La première partie se termine donc sur Stéphanie dans une position plutôt délicate tandis que Ali a plutôt réussit à se débrouiller avec l'aide de sa sœur. Commence alors une vie chez sa sœur, une relation chien-enfant aussi et Ali qui va se tourner très vite vers les combats. La scène d'arrivé chez sa sœur est assez belle car paraît très vrai dans un décors d'habitations un peu marginales du sud de la France. D'ailleurs Audiard ne tombe pas dans le cliché du riche et du pauvre qui doivent s'entraider (au regard des affreuses productions récentes dans le cinéma français, Intouchables, pour ne citer que lui) mais plutôt dans la survie dans un monde que chacun est obligé de partager. Un sujet que Audiard a d'ailleurs repris dans tout ses films : laisser tomber les a-priori et les valeurs d'un personnage pour les mettre face à leur combat. Malik n'a aucun but dans un Prophète à part celui de survivre en milieu carcéral et pour cela il passera par tout les moyens : devenir un valet pour les Corses car il a besoin d'eux mais plus loin dans le film c'est César qui l'a obligé à tuer qui l'appel à l'aide.
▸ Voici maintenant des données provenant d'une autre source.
//! Core data types for the MoodMeter theme engine
//!
//! This module defines the fundamental types shared by every layer:
//! - `MoodScore`: A sentiment snapshot pushed by data producers
//! - `MoodState`: Discrete classification of the overall score
//! - `DisplayMode`: The user's appearance preference
//! - `Appearance`: The effective light/dark rendering

use chrono::Utc;
use serde::{Deserialize, Serialize};
use std::str::FromStr;

use crate::store::error::ThemeError;

/// A composite sentiment snapshot
///
/// Scores are nominally in [-100, 100] but are never clamped or validated.
/// A snapshot is never mutated once handed to the store; a newer one
/// replaces it wholesale.
#[derive(Debug, Clone, Copy, Serialize, Deserialize, PartialEq)]
pub struct MoodScore {
    /// Composite score driving classification
    pub overall: f64,
    /// Stock market sentiment
    pub stocks: f64,
    /// News sentiment
    pub news: f64,
    /// Social media sentiment
    pub social: f64,
    /// Unix timestamp in milliseconds
    pub timestamp: i64,
}

impl MoodScore {
    /// Create a score where every source agrees with `overall`, stamped now
    pub fn new(overall: f64) -> Self {
        Self {
            overall,
            stocks: overall,
            news: overall,
            social: overall,
            timestamp: Utc::now().timestamp_millis(),
        }
    }

    /// Create a score from its per-source components with a specific timestamp
    pub fn with_components(
        overall: f64,
        stocks: f64,
        news: f64,
        social: f64,
        timestamp: i64,
    ) -> Self {
        Self {
            overall,
            stocks,
            news,
            social,
            timestamp,
        }
    }

    /// Builder method: set timestamp
    pub fn timestamp(mut self, timestamp: i64) -> Self {
        self.timestamp = timestamp;
        self
    }

    /// Bitwise comparison, so a NaN snapshot matches its own copy
    pub fn same_as(&self, other: &MoodScore) -> bool {
        self.overall.to_bits() == other.overall.to_bits()
            && self.stocks.to_bits() == other.stocks.to_bits()
            && self.news.to_bits() == other.news.to_bits()
            && self.social.to_bits() == other.social.to_bits()
            && self.timestamp == other.timestamp
    }

    /// Classify this snapshot
    pub fn mood(&self) -> MoodState {
        super::classifier::classify(self.overall)
    }
}

/// Discrete mood classification derived from `MoodScore::overall`
#[derive(Debug, Clone, Copy, Serialize, Deserialize, PartialEq, Eq, Hash, Default)]
#[serde(rename_all = "lowercase")]
pub enum MoodState {
    /// -10..=10
    #[default]
    Neutral,
    /// -50..=-11
    Bearish,
    /// 11..=50
    Bullish,
    /// <= -51 or >= 51
    Extreme,
}

impl MoodState {
    /// Get all mood states for iteration
    pub fn all() -> &'static [MoodState] {
        &[
            MoodState::Neutral,
            MoodState::Bearish,
            MoodState::Bullish,
            MoodState::Extreme,
        ]
    }

    pub fn as_str(&self) -> &'static str {
        match self {
            MoodState::Neutral => "neutral",
            MoodState::Bearish => "bearish",
            MoodState::Bullish => "bullish",
            MoodState::Extreme => "extreme",
        }
    }
}

impl std::fmt::Display for MoodState {
    fn fmt(&self, f: &mut std::fmt::Formatter<'_>) -> std::fmt::Result {
        write!(f, "{}", self.as_str())
    }
}

/// User-selected appearance preference
#[derive(Debug, Clone, Copy, Serialize, Deserialize, PartialEq, Eq, Hash, Default)]
#[serde(rename_all = "lowercase")]
pub enum DisplayMode {
    Light,
    Dark,
    /// Dark appearance with accents tracking the live mood
    #[default]
    Dynamic,
}

impl DisplayMode {
    /// Get all display modes for iteration
    pub fn all() -> &'static [DisplayMode] {
        &[DisplayMode::Light, DisplayMode::Dark, DisplayMode::Dynamic]
    }

    /// The string written to preference storage
    pub fn as_str(&self) -> &'static str {
        match self {
            DisplayMode::Light => "light",
            DisplayMode::Dark => "dark",
            DisplayMode::Dynamic => "dynamic",
        }
    }

    /// Resolve the appearance actually rendered for this mode
    pub fn appearance(&self) -> Appearance {
        match self {
            DisplayMode::Light => Appearance::Light,
            DisplayMode::Dark | DisplayMode::Dynamic => Appearance::Dark,
        }
    }

    pub fn is_dynamic(&self) -> bool {
        matches!(self, DisplayMode::Dynamic)
    }
}

impl std::fmt::Display for DisplayMode {
    fn fmt(&self, f: &mut std::fmt::Formatter<'_>) -> std::fmt::Result {
        write!(f, "{}", self.as_str())
    }
}

impl FromStr for DisplayMode {
    type Err = ThemeError;

    /// Parses exactly the three stored spellings. Anything else, including
    /// different casing, is rejected so a tampered value is treated as absent.
    fn from_str(s: &str) -> Result<Self, Self::Err> {
        match s {
            "light" => Ok(DisplayMode::Light),
            "dark" => Ok(DisplayMode::Dark),
            "dynamic" => Ok(DisplayMode::Dynamic),
            other => Err(ThemeError::InvalidDisplayMode(other.to_string())),
        }
    }
}

/// Effective light/dark rendering
#[derive(Debug, Clone, Copy, Serialize, Deserialize, PartialEq, Eq, Hash)]
#[serde(rename_all = "lowercase")]
pub enum Appearance {
    Light,
    Dark,
}

impl Appearance {
    pub fn all() -> &'static [Appearance] {
        &[Appearance::Light, Appearance::Dark]
    }

    pub fn is_dark(&self) -> bool {
        matches!(self, Appearance::Dark)
    }
}

impl std::fmt::Display for Appearance {
    fn fmt(&self, f: &mut std::fmt::Formatter<'_>) -> std::fmt::Result {
        match self {
            Appearance::Light => write!(f, "light"),
            Appearance::Dark => write!(f, "dark"),
        }
    }
}

#[cfg(test)]
mod tests {
    use super::*;

    #[test]
    fn test_display_mode_parse() {
        assert_eq!("light".parse::<DisplayMode>().unwrap(), DisplayMode::Light);
        assert_eq!("dark".parse::<DisplayMode>().unwrap(), DisplayMode::Dark);
        assert_eq!(
            "dynamic".parse::<DisplayMode>().unwrap(),
            DisplayMode::Dynamic
        );
    }

    #[test]
    fn test_display_mode_parse_rejects_unknown() {
        for bad in ["", "Dark", "sepia", " light"] {
            let err = bad.parse::<DisplayMode>().unwrap_err();
            assert!(matches!(err, ThemeError::InvalidDisplayMode(_)));
        }
    }

    #[test]
    fn test_display_mode_round_trips_through_as_str() {
        for mode in DisplayMode::all() {
            assert_eq!(mode.as_str().parse::<DisplayMode>().unwrap(), *mode);
        }
    }

    #[test]
    fn test_effective_appearance() {
        assert_eq!(DisplayMode::Light.appearance(), Appearance::Light);
        assert_eq!(DisplayMode::Dark.appearance(), Appearance::Dark);
        assert_eq!(DisplayMode::Dynamic.appearance(), Appearance::Dark);
    }

    #[test]
    fn test_defaults() {
        assert_eq!(DisplayMode::default(), DisplayMode::Dynamic);
        assert_eq!(MoodState::default(), MoodState::Neutral);
    }

    #[test]
    fn test_mood_state_serializes_lowercase() {
        let json = serde_json::to_string(&MoodState::Bullish).unwrap();
        assert_eq!(json, "\"bullish\"");
    }

    #[test]
    fn test_mood_score_builder() {
        let score = MoodScore::new(42.0).timestamp(1000);
        assert_eq!(score.timestamp, 1000);
        assert_eq!(score.stocks, 42.0);
        assert_eq!(score.mood(), MoodState::Bullish);
    }

    #[test]
    fn test_same_as_compares_bits() {
        let nan = MoodScore::new(f64::NAN).timestamp(5);
        assert!(nan.same_as(&nan));
        assert_ne!(nan, nan);

        let score = MoodScore::new(20.0).timestamp(5);
        assert!(score.same_as(&MoodScore::new(20.0).timestamp(5)));
        assert!(!score.same_as(&score.timestamp(6)));
        assert!(!MoodScore::new(0.0).timestamp(1).same_as(&MoodScore::new(-0.0).timestamp(1)));
    }
}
Dans De battre mon coeur... Romain Duris veux quitter ce milieu de dégénérescence morale que crée la magouille et le profit et il se tournera vers la musique jusqu'à retrouver un amour qu'on imaginait impossible par la barrière de la langue de sa professeur Chinoise. Audiard aime casser les barrières, Audiard aime montrer les bourgeoises de la plage Niçoise se retourner au passage de Stephanie qui sort de l'eau les moignons bien apparents*. Audiard aime surtout nous dires qu'il y a un espoir.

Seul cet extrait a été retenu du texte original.